Advanced Imaging Modalities

Technetium Tc 99m bone scans may show inflammation in the area of subluxation or hypermobility. Magnetic resonance images also may demonstrate edema in such areas of inflammation (Fig. 4, B). Neither imaging modality can definitively diagnose coccygodynia, nor are they as accurate as the compared standing and seated dynamic radiographs. Provocative tests, such as needling of the painful coccygeal joint to produce pain, and relief with injection of local anesthetic are helpful in diagnosing all patients with subluxation or hypermobility and nearly half of those with normal mobility.3

Nonsurgical Management

Nonsurgical management options include nonsteroidal anti-inflammatory and analgesic medications, rest, hot baths, and a cushion to protect the coccygeal region from repetitive trauma. Physical therapy consisting of diathermy and ultrasound may provide temporary relief.

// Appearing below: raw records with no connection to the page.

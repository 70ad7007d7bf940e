use mongodb::bson::doc;
use rocket::{
    http::{Cookie, CookieJar, Status},
    serde::json::Json,
    Route, State,
};

use crate::{
    error::{Error, Result},
    model::{
        api::{
            admin::AdminCredentials,
            auth::{AuthToken, CitizenLogin, FaceMatcher, AUTH_TOKEN_COOKIE},
            citizen::CitizenDescription,
        },
        db::{admin::Admin, citizen::Citizen},
        mongodb::Coll,
    },
    Config,
};

pub fn routes() -> Vec<Route> {
    routes![authenticate_admin, authenticate_citizen, logout]
}

#[post("/auth/admin", data = "<credentials>", format = "json")]
pub async fn authenticate_admin(
    cookies: &CookieJar<'_>,
    credentials: Json<AdminCredentials>,
    admins: Coll<Admin>,
    config: &State<Config>,
) -> Result<()> {
    let with_username = doc! {
        "username": &credentials.username
    };

    let admin = admins
        .find_one(with_username, None)
        .await?
        .filter(|admin| admin.verify_password(&credentials.password))
        .ok_or_else(|| {
            Error::Status(
                Status::Unauthorized,
                "No admin found with the provided username and password combination.".to_string(),
            )
        })?;

    let token = AuthToken::new(&admin);
    cookies.add(token.into_cookie(config)?);

    Ok(())
}

#[post("/auth/citizen", data = "<login>", format = "json")]
pub async fn authenticate_citizen(
    cookies: &CookieJar<'_>,
    login: Json<CitizenLogin>,
    citizens: Coll<Citizen>,
    matcher: &State<FaceMatcher>,
    config: &State<Config>,
) -> Result<Json<CitizenDescription>> {
    let citizen = citizens
        .find_one(doc! { "nid": &login.nid }, None)
        .await?
        .ok_or_else(|| Error::not_found(format!("Citizen with NID {}", login.nid)))?;

    let face = citizen.face.as_deref().ok_or_else(|| {
        Error::Status(
            Status::Unauthorized,
            format!("No face on record for citizen with NID {}", login.nid),
        )
    })?;
    if !matcher
        .matches(&config.image_dir().join(face), &login.image)
        .await?
    {
        return Err(Error::Status(
            Status::Unauthorized,
            "Face does not match the citizen on record".to_string(),
        ));
    }

    let token = AuthToken::new(&citizen);
    cookies.add(token.into_cookie(config)?);

    Ok(Json(citizen.into()))
}

#[delete("/auth")]
pub fn logout(cookies: &CookieJar) -> Status {
    cookies.remove(Cookie::named(AUTH_TOKEN_COOKIE));
    Status::Ok
}

#[cfg(test)]
mod tests {
    use rocket::{
        http::ContentType,
        local::asynchronous::Client,
        serde::json::{serde_json, serde_json::json},
    };

    use crate::model::db::admin::NewAdmin;

    use super::*;

    #[backend_test]
    async fn admin_authenticate_valid(client: Client, admins: Coll<NewAdmin>) {
        // Ensure there is an admin to login as
        let admin = NewAdmin::try_from(AdminCredentials::example()).unwrap();
        admins.insert_one(admin, None).await.unwrap();

        let response = client
            .post(uri!(authenticate_admin))
            .header(ContentType::JSON)
            .body(json!(AdminCredentials::example()).to_string())
            .dispatch()
            .await;

        assert_eq!(Status::Ok, response.status());
        assert!(client.cookies().get(AUTH_TOKEN_COOKIE).is_some());
    }

    #[backend_test]
    async fn admin_authenticate_invalid(client: Client) {
        // Unknown username.
        let response = client
            .post(uri!(authenticate_admin))
            .header(ContentType::JSON)
            .body(json!(AdminCredentials::empty()).to_string())
            .dispatch()
            .await;

        assert_eq!(Status::Unauthorized, response.status());
        assert_eq!(None, client.cookies().get(AUTH_TOKEN_COOKIE));

        // Wrong password for the bootstrap admin.
        let config = client.rocket().state::<Config>().unwrap();
        let response = client
            .post(uri!(authenticate_admin))
            .header(ContentType::JSON)
            .body(
                json!({
                    "username": config.admin_credentials().username,
                    "password": "not the password",
                })
                .to_string(),
            )
            .dispatch()
            .await;

        assert_eq!(Status::Unauthorized, response.status());
        assert_eq!(None, client.cookies().get(AUTH_TOKEN_COOKIE));
    }

    #[backend_test]
    async fn citizen_authenticate(client: Client, citizens: Coll<Citizen>) {
        citizens.insert_one(Citizen::example(), None).await.unwrap();

        let response = client
            .post(uri!(authenticate_citizen))
            .header(ContentType::JSON)
            .body(json!(CitizenLogin::example()).to_string())
            .dispatch()
            .await;

        assert_eq!(Status::Ok, response.status());
        assert!(client.cookies().get(AUTH_TOKEN_COOKIE).is_some());
        let described: CitizenDescription =
            serde_json::from_str(&response.into_string().await.unwrap()).unwrap();
        assert_eq!(described, Citizen::example().into());
    }

    #[backend_test]
    async fn citizen_wrong_face(client: Client, citizens: Coll<Citizen>) {
        citizens.insert_one(Citizen::example(), None).await.unwrap();

        let response = client
            .post(uri!(authenticate_citizen))
            .header(ContentType::JSON)
            .body(json!(CitizenLogin::example_wrong_face()).to_string())
            .dispatch()
            .await;

        assert_eq!(Status::Unauthorized, response.status());
        assert_eq!(None, client.cookies().get(AUTH_TOKEN_COOKIE));
    }

    #[backend_test]
    async fn citizen_unknown(client: Client) {
        let response = client
            .post(uri!(authenticate_citizen))
            .header(ContentType::JSON)
            .body(json!(CitizenLogin::example()).to_string())
            .dispatch()
            .await;

        assert_eq!(Status::NotFound, response.status());
    }

    #[backend_test(admin)]
    async fn logout_admin(client: Client) {
        let response = client.delete(uri!(logout)).dispatch().await;

        assert_eq!(Status::Ok, response.status());
        assert_eq!(None, client.cookies().get(AUTH_TOKEN_COOKIE));
    }

    #[backend_test(citizen)]
    async fn logout_citizen(client: Client) {
        assert!(client.cookies().get(AUTH_TOKEN_COOKIE).is_some());

        let response = client.delete(uri!(logout)).dispatch().await;

        assert_eq!(Status::Ok, response.status());
        assert_eq!(None, client.cookies().get(AUTH_TOKEN_COOKIE));
    }

    #[backend_test]
    async fn logout_not_logged_in(client: Client) {
        let response = client.delete(uri!(logout)).dispatch().await;

        assert_eq!(Status::Ok, response.status());
    }
}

Wray et al5 used a stepwise treatment, with each step somewhat more invasive than the previous. First, methylprednisolone (40 mg) and bupivacaine (10 mL 0.25%) were injected around the side and tip of the coccyx. With persistent coccygodynia, the coccyx was reinjected and manipulated under general anesthesia by repeatedly flexing and extending it for a minute. If the treatment was successful initially but pain recurred, the injections and manipulations were repeated. If the patient did not respond, a coccygectomy was done 6 weeks later. The cure rate with injection alone was 59% but was 85% with manipulation and injection.5 Although relapses occurred in the injection group (21%) and the manipulation group (28%), repeat treatment in each group achieved good success. Coccygectomy was done in 20% of patients and had a success rate of 91%.

Maigne and Chatellier6 prospectively compared levator ani muscle massage, joint mobilization, and mild stretching of the levator ani, without the addition of injections. At 6 months, successful treatment was 29.2% with massage, 16% with mobilization, and 32% with stretching, for a total of 25.7% overall success. When a patient had a satisfactory result, it was invariably achieved within a week. Good results tended to remain stable. Patients with normal mobility of the coccyx fared the best (43% success at 6 months). Those with an immobile coccyx fared the worst (16%). The outcomes for those with instability subluxation (22.2%) and hypermobility (25%) were modestly successful. Massage and stretching were more effective than manipulation. When therapy failed, patients went on to injections or surgery.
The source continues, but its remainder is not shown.